The Federal Circuit affirmed. The Court began by holding that Moderna had standing to pursue its appeal based on the risk of Arbutus filing an infringement suit. Back in 2017, Arbutus asserted that it had extensive patent coverage over virtually all nanoparticle delivery systems. Moderna provided evidence describing its work on mRNA technology, delivery techniques, and COVID-19 vaccine manufacturing techniques, as well as Arbutus’s refusal to grant a covenant not to sue on its patent. The Court concluded that this record adequately showed a risk that Arbutus would bring an infringement lawsuit against Moderna. But the Court rejected Moderna’s alternative argument that it had standing to appeal based on its current status as a licensee of the challenged patent. The Court addressed this issue in more detail in another opinion released the same day (No. 20-1184).

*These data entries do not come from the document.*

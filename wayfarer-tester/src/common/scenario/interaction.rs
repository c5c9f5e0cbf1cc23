use anyhow::{Result, ensure};
use wayfarer_planner::{ChatAuthor, ChatSession, FeedbackForm, FeedbackOutcome};

use crate::logic::TesterAssets;

pub fn chat_cancel(assets: &TesterAssets, seed: u64) -> Result<()> {
    let cfg = &assets.generator.config().chat;
    let mut session = ChatSession::new(cfg);
    ensure!(session.submit("   ").is_none(), "blank input must be ignored");

    let stale = session.submit(&format!("What should I pack? ({seed})"));
    let Some(stale) = stale else {
        anyhow::bail!("message should be accepted");
    };
    session.cancel_pending();
    ensure!(!session.deliver(stale), "cancelled reply must not land");
    ensure!(session.messages().len() == 1, "only the user message remains");

    let Some(live) = session.submit("Best time to visit?") else {
        anyhow::bail!("second message should be accepted");
    };
    ensure!(session.deliver(live), "live reply should land");
    ensure!(!session.deliver(live), "a reply lands only once");
    let last = session.messages().last();
    ensure!(
        last.is_some_and(|m| m.author == ChatAuthor::Assistant && m.text == cfg.canned_reply),
        "assistant reply should be the canned text"
    );
    Ok(())
}

pub fn feedback_flow(_assets: &TesterAssets, seed: u64) -> Result<()> {
    let mut form = FeedbackForm::default();
    ensure!(!form.is_rated(), "new form starts unrated");
    ensure!(form.submit() == FeedbackOutcome::ReturnToDashboard, "unrated submit still returns");

    let stars = u8::try_from(seed % 9).unwrap_or(0);
    form.set_rating(stars);
    ensure!((1..=5).contains(&form.rating), "rating {} not clamped", form.rating);
    form.set_comment("Lovely houseboat");
    ensure!(form.submit() == FeedbackOutcome::ReturnToDashboard, "submit returns to dashboard");
    ensure!(form.cancel() == FeedbackOutcome::ReturnToDashboard, "cancel returns to dashboard");
    Ok(())
}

On the merits of the obviousness challenge, the Court held that a presumption of obviousness did not apply because the phospholipid range was not expressly disclosed in the prior art. The Court declined to decide whether the presumption of obviousness due to overlapping ranges could ever apply when the prior art had no express disclosure of a range. Instead, the Court focused on Moderna’s failure to show that the prior art actually taught the overlapping range.

The Court rejected Moderna’s theory that all four lipids must add up to 100 mol % and that a person of ordinary skill could derive the phospholipid range based on simple subtraction. According to the Court, it was “contrary to logic” to assume that lipid components could be increased or decreased in the corresponding amounts to maintain a total of 100%. The Court explained that the claimed particle should be considered as a whole rather than focusing on each component separately. That is because the lipid components are interdependent and had unpredictable interactions.

This lipid interdependence was also key to the Federal Circuit’s rejection of Moderna’s argument that a skilled artisan could have obtained the claimed ranges through routine optimization using starting points disclosed in the prior art. The Court concluded that evidence of general considerations for each component was not enough to show obviousness, as Moderna failed to address the interdependence of the lipid components and how adjustments would affect the entire particle.